La de Sepúlveda de Yeltes fue, no hace tantos años, una ganadería
que gozaba de las preferencias de las figuras del toreo y del público.
Sin embargo, entró en un bache del que, por lo visto en la tarde de ayer
en la Monumental de Barcelona, todavía no ha conseguido salir. A la arena
saltaron cinco mulos. Mejor dicho, cuatro y medio, porque el primero,
también mansurrón, se dejó en la muleta, metiendo bien la cabeza. El
segundo, tercero, cuarto y sexto toros fueron mulos integrales, no tenían
un pase. En definitiva, carne para el matadero. La excepción, que de
alguna manera salvó el honor del hierro salmantino, fue el encastado
quinto, que se movió, se venía de lejos y sirvió, sobre todo, por el
pitón derecho.
El animador del plúmbeo festejo fue el diestro Antonio Ferrera, merced
a su actuación en el citado quinto de la tarde. Antes, a su primero,
gazapón y que se paró pronto, lo banderilleó con lucimiento, junto a
Encabo, y con la muleta, molestado por el aire, lo intentó todo, pero no
pudo conseguir nada. En su segundo protagonizó un gran tercio de
banderillas, haciéndolo todo él y destacando en los pares primero y
tercero, éste muy arriesgado, por los adentros.
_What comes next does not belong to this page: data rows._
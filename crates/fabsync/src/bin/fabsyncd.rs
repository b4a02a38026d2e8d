//! fabsync daemon: reconciles one fabric on an interval and on file changes.
//!
//! Usage: `fabsyncd [config.json]`. Without an argument the path is taken
//! from `FABSYNC_CONFIG`, then `./fabsync.json`.

use std::path::{Path, PathBuf};
use std::sync::Arc;

use log::info;
use tokio::sync::broadcast;

use fabsync::config::{load_config, Config};
use fabsync::db::Database;
use fabsync::error::{ConfigError, FabsyncError};
use fabsync::gitops::{
    BackgroundWatcher, CyclePhase, InMemoryCluster, LocalFileTree, ProgressBroadcaster,
    SourceWatcher, SyncOrchestrator, SyncScheduler,
};
use fabsync::logging;

const CONFIG_ENV: &str = "FABSYNC_CONFIG";
const DEFAULT_CONFIG: &str = "fabsync.json";

fn main() {
    if let Err(e) = run() {
        eprintln!("fabsyncd: {}", e);
        std::process::exit(1);
    }
}

fn config_path() -> PathBuf {
    std::env::args_os()
        .nth(1)
        .map(PathBuf::from)
        .or_else(|| std::env::var_os(CONFIG_ENV).map(PathBuf::from))
        .unwrap_or_else(|| PathBuf::from(DEFAULT_CONFIG))
}

fn run() -> Result<(), FabsyncError> {
    let config = load_config(config_path())?;
    logging::init(&config.log)?;

    info!(
        "Starting fabsyncd v{} for fabric {}",
        env!("CARGO_PKG_VERSION"),
        config.fabric_id
    );

    let db_path = config.database_path().ok_or_else(|| ConfigError::Validation {
        message: "cannot determine database path; set database_path".to_string(),
    })?;
    let db = Database::open(&db_path)?;

    let root = PathBuf::from(&config.source_directory);
    let orchestrator = Arc::new(build_orchestrator(&config, &root, db));
    log_progress(orchestrator.progress());

    let (trigger_tx, trigger_rx) = broadcast::channel(16);
    let scheduler = SyncScheduler::new(Arc::clone(&orchestrator), config.sync_interval());
    let handle = scheduler.start(trigger_rx);
    // First cycle right away instead of after one interval.
    let _ = trigger_tx.send(());

    let mut watcher = BackgroundWatcher::start(SourceWatcher::new(
        &root,
        &config.raw_directory,
        trigger_tx.clone(),
    ));

    let (stop_tx, stop_rx) = crossbeam_channel::bounded::<()>(1);
    ctrlc::set_handler(move || {
        let _ = stop_tx.try_send(());
    })
    .map_err(|e| FabsyncError::Runtime(format!("failed to install signal handler: {}", e)))?;

    let _ = stop_rx.recv();
    info!("Shutting down");

    watcher.stop();
    scheduler.stop();
    // Wake the scheduler so it sees the shutdown.
    let _ = trigger_tx.send(());
    handle
        .join()
        .map_err(|_| FabsyncError::Runtime("scheduler thread panicked".to_string()))?;

    info!("fabsyncd stopped");
    Ok(())
}

fn build_orchestrator(config: &Config, root: &Path, db: Database) -> SyncOrchestrator {
    // TODO: replace with a Kubernetes API client once cluster credentials are configurable.
    log::warn!("No cluster client configured; using an in-memory cluster");
    SyncOrchestrator::new(
        db,
        Arc::new(LocalFileTree::new(root)),
        Arc::new(InMemoryCluster::new()),
        config,
        ProgressBroadcaster::default(),
    )
}

/// Mirrors terminal cycle events into the log.
fn log_progress(progress: &ProgressBroadcaster) {
    let mut rx = progress.subscribe();
    std::thread::spawn(move || loop {
        match rx.blocking_recv() {
            Ok(event) if event.phase == CyclePhase::Failed => {
                log::error!(
                    "Cycle {} failed: {}",
                    event.cycle_id,
                    event.error.unwrap_or_default()
                );
            }
            Ok(event) if event.phase.is_terminal() => {
                log::debug!("Cycle {} {}: {}", event.cycle_id, event.phase, event.message);
            }
            Ok(_) => {}
            Err(broadcast::error::RecvError::Lagged(n)) => {
                log::debug!("Progress listener skipped {} event(s)", n);
            }
            Err(broadcast::error::RecvError::Closed) => break,
        }
    });
}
Con el público caldeado, Antonio Ferrera empezó con la muleta sentado
en el estribo, siguiendo un bello toreo por bajo. Luego ejerció de
animador del aburrido público, pero estuvo un poco acelerado y no acabó
de acoplarse con la embestida del burel, aunque estuviese muy animoso e
hiciese vibrar al respetable, que después de un buen pinchazo y una
estocada, pidió y consiguió para él la única oreja de la tarde, trofeo
que no se conseguía en la Monumental de Barcelona desde el pasado 22 de
julio. Como curiosidad cabe citar que después de su gran tercio de
banderillas, el diestro optó por darse un paseíto por el ruedo, aunque
se ha de decir que parte del público se lo pidió.
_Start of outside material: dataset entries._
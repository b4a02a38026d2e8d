//! Builders for test documents and cluster objects.

#![allow(dead_code)]

use fabsync::gitops::{ClusterObject, ResourceIdentity, ResourceKind, SpecDocument};

/// A YAML document as it would be dropped into the raw directory.
#[derive(Debug, Clone)]
pub struct DocBuilder {
    kind: String,
    name: Option<String>,
    namespace: Option<String>,
    spec: Vec<(String, String)>,
}

impl DocBuilder {
    pub fn new(kind: &str, name: &str) -> Self {
        Self {
            kind: kind.to_string(),
            name: Some(name.to_string()),
            namespace: None,
            spec: Vec::new(),
        }
    }

    /// A document with no `metadata.name`.
    pub fn unnamed(kind: &str) -> Self {
        Self {
            name: None,
            ..Self::new(kind, "")
        }
    }

    pub fn namespace(mut self, namespace: &str) -> Self {
        self.namespace = Some(namespace.to_string());
        self
    }

    /// Adds a spec entry; `value` is written as a YAML scalar.
    pub fn spec(mut self, key: &str, value: impl ToString) -> Self {
        self.spec.push((key.to_string(), value.to_string()));
        self
    }

    pub fn to_yaml(&self) -> String {
        let mut out = format!("kind: {}\nmetadata:\n", self.kind);
        match &self.name {
            Some(name) => out.push_str(&format!("  name: {}\n", name)),
            None => out.push_str("  labels: {}\n"),
        }
        if let Some(namespace) = &self.namespace {
            out.push_str(&format!("  namespace: {}\n", namespace));
        }
        if !self.spec.is_empty() {
            out.push_str("spec:\n");
            for (key, value) in &self.spec {
                out.push_str(&format!("  {}: {}\n", key, value));
            }
        }
        out
    }
}

/// Joins documents into one multi-document YAML stream.
pub fn multi_doc(docs: &[DocBuilder]) -> String {
    docs.iter()
        .map(DocBuilder::to_yaml)
        .collect::<Vec<_>>()
        .join("---\n")
}

pub fn vpc(name: &str, vlan: i64) -> DocBuilder {
    DocBuilder::new("VPC", name)
        .spec("vlan", vlan)
        .spec("subnet", "10.0.0.0/24")
}

pub fn identity(kind: ResourceKind, name: &str) -> ResourceIdentity {
    ResourceIdentity::new(kind, "default", name)
}

/// The spec `vpc(name, vlan)` declares.
pub fn vpc_spec(vlan: i64) -> SpecDocument {
    SpecDocument::new()
        .with("vlan", vlan)
        .with("subnet", "10.0.0.0/24")
}

/// A spec with `width` keys; changing one of them scores below 0.1.
pub fn wide_spec(width: usize, vlan: i64) -> SpecDocument {
    (1..width).fold(SpecDocument::new().with("vlan", vlan), |spec, i| {
        spec.with(&format!("opt{}", i), i as i64)
    })
}

pub fn cluster_object(kind: ResourceKind, name: &str, spec: SpecDocument) -> ClusterObject {
    ClusterObject::new(&identity(kind, name), spec)
}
El primero fue un toro desconcertante, porque se pasó los primeros
tercios manseando y correteando por el ruedo, pero en la muleta, denotando
su origen Atanasio, no es que se convirtiese en bravo por arte de
birlibirloque, pero metió bien la cabeza y se dejó hacer. Encabo lo
entendió muy bien y le practicó un limpio muleteo, adaptándose con
inteligencia y oficio a la velocidad de la embestida, que no era mucha y
dejando el toro un poco a su aire, por lo que durante la faena recorrió
casi todos los terrenos de la plaza. Lo bien hecho hasta entonces perdió
enteros en la valoración final, porque después de un pinchazo, se le fue
la mano en un feo bajonazo. Al mansurrón, soso y deslucido cuarto lo
saludó con unas buenas verónicas, lo banderilleó sin grandes
posibilidades de lucimiento y con la muleta trasteó con mérito y riesgo,
aunque sin gran brillo, para estar finalmente muy desafortunado con los
aceros (siete pinchazos y ocho descabellos).
Diego Urdiales tuvo enfrente un lote infame: de embestida corta, sin
humillar, punteando, descastado y finalmente parado el tercero; manso,
suelto, gazapón y huyendo de los engaños el que cerró plaza. Con ellos
poco cabía hacer y Urdiales, siempre serio y compuesto, sólo pudo
mostrar voluntad en sus infructuosos y no parcos intentos de justificarse.
El sexto de la tarde se puso imposible a la hora de matar, barbeando
las tablas, y estuvo a punto de irse vivo a los corrales. Menos mal que,
después de cinco pinchazos ejecutados con dificultades, Urdiales acertó,
in extremis, en el primer golpe de cruceta.